● **Your goal**: Wherever the word "ValidationErrors" appears in a line of the data, that line should be copied.

[Collected data entries]
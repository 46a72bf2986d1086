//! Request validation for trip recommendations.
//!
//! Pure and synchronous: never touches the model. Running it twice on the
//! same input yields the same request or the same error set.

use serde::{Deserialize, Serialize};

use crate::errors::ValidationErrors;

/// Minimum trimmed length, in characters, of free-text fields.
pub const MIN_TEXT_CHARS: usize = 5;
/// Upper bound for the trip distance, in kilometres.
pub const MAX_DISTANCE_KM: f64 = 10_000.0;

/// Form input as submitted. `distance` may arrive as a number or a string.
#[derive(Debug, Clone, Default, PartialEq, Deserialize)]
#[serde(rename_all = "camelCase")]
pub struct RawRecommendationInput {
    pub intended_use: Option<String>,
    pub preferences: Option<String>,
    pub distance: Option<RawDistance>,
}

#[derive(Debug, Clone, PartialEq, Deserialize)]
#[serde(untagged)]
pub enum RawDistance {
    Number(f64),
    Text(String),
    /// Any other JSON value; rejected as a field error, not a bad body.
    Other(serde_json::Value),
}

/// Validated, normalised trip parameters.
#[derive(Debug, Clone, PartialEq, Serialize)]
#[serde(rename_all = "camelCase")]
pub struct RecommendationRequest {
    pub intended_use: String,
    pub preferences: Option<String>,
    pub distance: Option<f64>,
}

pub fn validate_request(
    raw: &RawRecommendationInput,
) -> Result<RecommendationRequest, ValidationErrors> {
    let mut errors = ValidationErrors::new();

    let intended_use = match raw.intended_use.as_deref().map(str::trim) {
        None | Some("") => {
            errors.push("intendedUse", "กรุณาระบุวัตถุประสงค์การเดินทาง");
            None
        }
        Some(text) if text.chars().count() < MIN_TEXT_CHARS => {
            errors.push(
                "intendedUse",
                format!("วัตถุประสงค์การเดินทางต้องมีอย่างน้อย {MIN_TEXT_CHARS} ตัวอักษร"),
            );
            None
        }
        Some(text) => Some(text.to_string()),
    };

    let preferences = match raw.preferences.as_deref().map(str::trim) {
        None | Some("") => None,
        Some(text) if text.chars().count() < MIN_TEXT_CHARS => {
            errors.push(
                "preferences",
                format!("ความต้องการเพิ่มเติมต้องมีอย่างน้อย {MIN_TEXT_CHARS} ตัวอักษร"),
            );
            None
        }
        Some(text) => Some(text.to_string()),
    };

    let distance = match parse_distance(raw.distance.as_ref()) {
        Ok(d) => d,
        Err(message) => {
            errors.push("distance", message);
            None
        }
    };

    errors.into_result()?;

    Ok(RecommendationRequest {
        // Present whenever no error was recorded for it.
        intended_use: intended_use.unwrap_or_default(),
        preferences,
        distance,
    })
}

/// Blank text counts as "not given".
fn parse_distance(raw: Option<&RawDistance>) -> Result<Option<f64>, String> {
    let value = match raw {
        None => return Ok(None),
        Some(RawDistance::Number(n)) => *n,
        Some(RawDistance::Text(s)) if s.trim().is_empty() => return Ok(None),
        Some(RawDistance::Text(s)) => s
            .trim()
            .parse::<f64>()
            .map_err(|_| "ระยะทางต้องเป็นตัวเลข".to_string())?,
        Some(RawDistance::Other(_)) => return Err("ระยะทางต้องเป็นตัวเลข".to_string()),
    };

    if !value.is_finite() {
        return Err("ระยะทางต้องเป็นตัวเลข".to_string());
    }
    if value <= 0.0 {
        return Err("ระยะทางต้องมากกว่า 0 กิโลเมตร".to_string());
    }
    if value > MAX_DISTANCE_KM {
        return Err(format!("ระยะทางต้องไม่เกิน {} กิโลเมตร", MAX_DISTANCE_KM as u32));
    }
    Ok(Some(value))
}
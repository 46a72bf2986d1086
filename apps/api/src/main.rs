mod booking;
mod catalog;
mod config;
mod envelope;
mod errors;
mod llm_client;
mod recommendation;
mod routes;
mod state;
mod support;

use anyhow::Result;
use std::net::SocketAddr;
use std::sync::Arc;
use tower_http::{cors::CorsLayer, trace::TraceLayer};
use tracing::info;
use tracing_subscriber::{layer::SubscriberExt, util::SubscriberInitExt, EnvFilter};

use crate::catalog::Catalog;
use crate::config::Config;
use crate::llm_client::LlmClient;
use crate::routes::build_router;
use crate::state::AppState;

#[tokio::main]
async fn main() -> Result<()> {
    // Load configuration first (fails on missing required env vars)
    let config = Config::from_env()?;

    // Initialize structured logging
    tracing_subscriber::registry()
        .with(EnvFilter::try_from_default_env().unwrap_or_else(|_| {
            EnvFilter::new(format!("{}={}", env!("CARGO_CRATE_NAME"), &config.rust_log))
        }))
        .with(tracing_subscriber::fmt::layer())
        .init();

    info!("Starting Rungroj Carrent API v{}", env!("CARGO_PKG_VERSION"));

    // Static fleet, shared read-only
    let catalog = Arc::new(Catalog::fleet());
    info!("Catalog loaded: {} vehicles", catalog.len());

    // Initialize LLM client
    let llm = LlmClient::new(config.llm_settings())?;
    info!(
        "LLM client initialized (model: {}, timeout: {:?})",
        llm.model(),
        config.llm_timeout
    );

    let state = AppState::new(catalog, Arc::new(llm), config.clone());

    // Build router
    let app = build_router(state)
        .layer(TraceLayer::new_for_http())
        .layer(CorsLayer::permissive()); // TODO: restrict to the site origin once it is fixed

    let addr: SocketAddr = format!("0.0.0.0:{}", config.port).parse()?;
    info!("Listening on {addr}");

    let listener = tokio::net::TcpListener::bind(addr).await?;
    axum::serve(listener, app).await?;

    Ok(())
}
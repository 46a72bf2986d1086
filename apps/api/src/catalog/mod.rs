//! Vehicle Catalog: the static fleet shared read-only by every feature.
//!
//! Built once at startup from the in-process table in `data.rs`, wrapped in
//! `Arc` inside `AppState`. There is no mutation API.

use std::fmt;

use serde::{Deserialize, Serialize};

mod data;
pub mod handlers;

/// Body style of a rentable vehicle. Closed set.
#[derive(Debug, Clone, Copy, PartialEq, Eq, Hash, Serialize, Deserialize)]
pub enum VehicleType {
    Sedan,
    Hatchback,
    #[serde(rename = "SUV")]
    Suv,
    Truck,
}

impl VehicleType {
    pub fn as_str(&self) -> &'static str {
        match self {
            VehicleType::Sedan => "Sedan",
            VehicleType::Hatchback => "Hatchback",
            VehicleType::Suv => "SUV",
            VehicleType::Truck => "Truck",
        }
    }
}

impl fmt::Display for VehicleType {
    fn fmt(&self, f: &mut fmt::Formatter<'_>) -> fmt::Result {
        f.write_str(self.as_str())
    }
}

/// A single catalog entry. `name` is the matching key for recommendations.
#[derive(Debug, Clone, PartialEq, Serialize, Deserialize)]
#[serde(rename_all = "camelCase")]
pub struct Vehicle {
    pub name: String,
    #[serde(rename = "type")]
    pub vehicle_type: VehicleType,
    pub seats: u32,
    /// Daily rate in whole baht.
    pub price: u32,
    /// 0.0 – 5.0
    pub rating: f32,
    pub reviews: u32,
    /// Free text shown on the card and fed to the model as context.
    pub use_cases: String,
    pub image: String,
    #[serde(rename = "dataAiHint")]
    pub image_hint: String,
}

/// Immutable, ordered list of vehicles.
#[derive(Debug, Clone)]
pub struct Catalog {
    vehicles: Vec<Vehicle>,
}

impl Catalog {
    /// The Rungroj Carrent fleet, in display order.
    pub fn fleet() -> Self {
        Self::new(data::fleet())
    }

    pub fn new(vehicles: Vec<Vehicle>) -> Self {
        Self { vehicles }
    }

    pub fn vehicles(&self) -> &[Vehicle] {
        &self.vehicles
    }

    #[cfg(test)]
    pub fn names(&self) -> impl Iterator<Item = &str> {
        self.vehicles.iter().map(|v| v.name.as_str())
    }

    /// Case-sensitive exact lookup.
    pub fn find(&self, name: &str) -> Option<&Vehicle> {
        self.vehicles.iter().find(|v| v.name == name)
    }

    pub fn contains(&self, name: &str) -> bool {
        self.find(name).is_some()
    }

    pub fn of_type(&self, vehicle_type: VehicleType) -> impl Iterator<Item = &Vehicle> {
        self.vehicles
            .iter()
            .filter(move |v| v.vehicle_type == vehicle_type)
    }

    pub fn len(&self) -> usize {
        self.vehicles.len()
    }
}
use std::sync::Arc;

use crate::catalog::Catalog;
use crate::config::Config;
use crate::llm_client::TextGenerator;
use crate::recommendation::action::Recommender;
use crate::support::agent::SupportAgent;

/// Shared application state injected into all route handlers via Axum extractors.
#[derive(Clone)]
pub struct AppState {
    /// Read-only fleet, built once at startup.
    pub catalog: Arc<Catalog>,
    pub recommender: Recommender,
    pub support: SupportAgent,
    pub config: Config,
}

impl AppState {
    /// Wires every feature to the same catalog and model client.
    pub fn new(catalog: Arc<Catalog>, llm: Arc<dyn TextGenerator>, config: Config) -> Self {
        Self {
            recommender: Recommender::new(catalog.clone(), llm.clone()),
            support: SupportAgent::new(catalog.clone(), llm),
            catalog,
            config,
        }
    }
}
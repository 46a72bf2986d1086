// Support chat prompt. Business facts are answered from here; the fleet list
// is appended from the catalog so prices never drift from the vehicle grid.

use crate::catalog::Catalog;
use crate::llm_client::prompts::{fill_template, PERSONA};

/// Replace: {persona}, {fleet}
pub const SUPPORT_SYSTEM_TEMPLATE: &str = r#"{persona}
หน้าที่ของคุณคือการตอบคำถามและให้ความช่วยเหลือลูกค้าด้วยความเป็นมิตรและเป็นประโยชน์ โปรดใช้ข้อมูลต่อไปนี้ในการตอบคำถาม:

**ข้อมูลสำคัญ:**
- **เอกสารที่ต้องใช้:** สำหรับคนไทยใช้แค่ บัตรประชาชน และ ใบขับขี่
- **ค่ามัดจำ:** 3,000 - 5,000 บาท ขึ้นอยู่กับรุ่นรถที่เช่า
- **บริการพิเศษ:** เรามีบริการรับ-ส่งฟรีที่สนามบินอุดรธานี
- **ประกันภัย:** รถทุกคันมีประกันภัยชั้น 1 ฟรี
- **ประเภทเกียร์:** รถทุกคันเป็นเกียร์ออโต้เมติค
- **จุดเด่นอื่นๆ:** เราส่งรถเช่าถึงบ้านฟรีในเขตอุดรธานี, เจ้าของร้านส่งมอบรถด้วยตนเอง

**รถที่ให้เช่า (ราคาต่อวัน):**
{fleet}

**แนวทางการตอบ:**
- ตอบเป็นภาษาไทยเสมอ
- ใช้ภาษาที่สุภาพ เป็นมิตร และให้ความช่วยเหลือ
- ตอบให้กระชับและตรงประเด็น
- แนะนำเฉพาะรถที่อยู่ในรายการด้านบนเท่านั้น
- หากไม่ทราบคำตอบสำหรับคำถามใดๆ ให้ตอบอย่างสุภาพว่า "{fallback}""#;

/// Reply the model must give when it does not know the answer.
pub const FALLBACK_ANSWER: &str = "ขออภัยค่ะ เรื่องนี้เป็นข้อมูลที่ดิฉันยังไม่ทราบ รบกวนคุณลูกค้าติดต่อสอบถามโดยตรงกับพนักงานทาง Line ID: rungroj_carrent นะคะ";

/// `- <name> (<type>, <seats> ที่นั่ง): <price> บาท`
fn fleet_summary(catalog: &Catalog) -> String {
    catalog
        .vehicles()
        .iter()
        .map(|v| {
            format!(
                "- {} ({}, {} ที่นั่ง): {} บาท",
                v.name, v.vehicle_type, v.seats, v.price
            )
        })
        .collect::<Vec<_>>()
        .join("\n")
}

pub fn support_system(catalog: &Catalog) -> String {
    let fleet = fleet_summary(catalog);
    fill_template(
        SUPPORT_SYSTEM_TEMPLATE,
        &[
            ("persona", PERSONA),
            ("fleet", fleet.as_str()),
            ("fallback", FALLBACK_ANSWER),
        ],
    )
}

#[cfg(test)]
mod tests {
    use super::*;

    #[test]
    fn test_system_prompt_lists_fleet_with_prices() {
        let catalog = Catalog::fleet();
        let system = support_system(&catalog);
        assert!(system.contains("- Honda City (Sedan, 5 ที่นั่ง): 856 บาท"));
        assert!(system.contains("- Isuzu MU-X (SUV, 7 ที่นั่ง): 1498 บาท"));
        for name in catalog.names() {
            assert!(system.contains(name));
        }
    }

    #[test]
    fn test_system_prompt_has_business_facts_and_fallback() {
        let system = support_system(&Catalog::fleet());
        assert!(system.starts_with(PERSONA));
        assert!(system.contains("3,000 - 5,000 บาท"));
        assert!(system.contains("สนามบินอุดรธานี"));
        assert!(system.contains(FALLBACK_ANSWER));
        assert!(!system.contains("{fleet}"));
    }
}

● **Solution below**:
use crate::errors::ValidationErrors;
) -> Result<RecommendationRequest, ValidationErrors> {
    let mut errors = ValidationErrors::new();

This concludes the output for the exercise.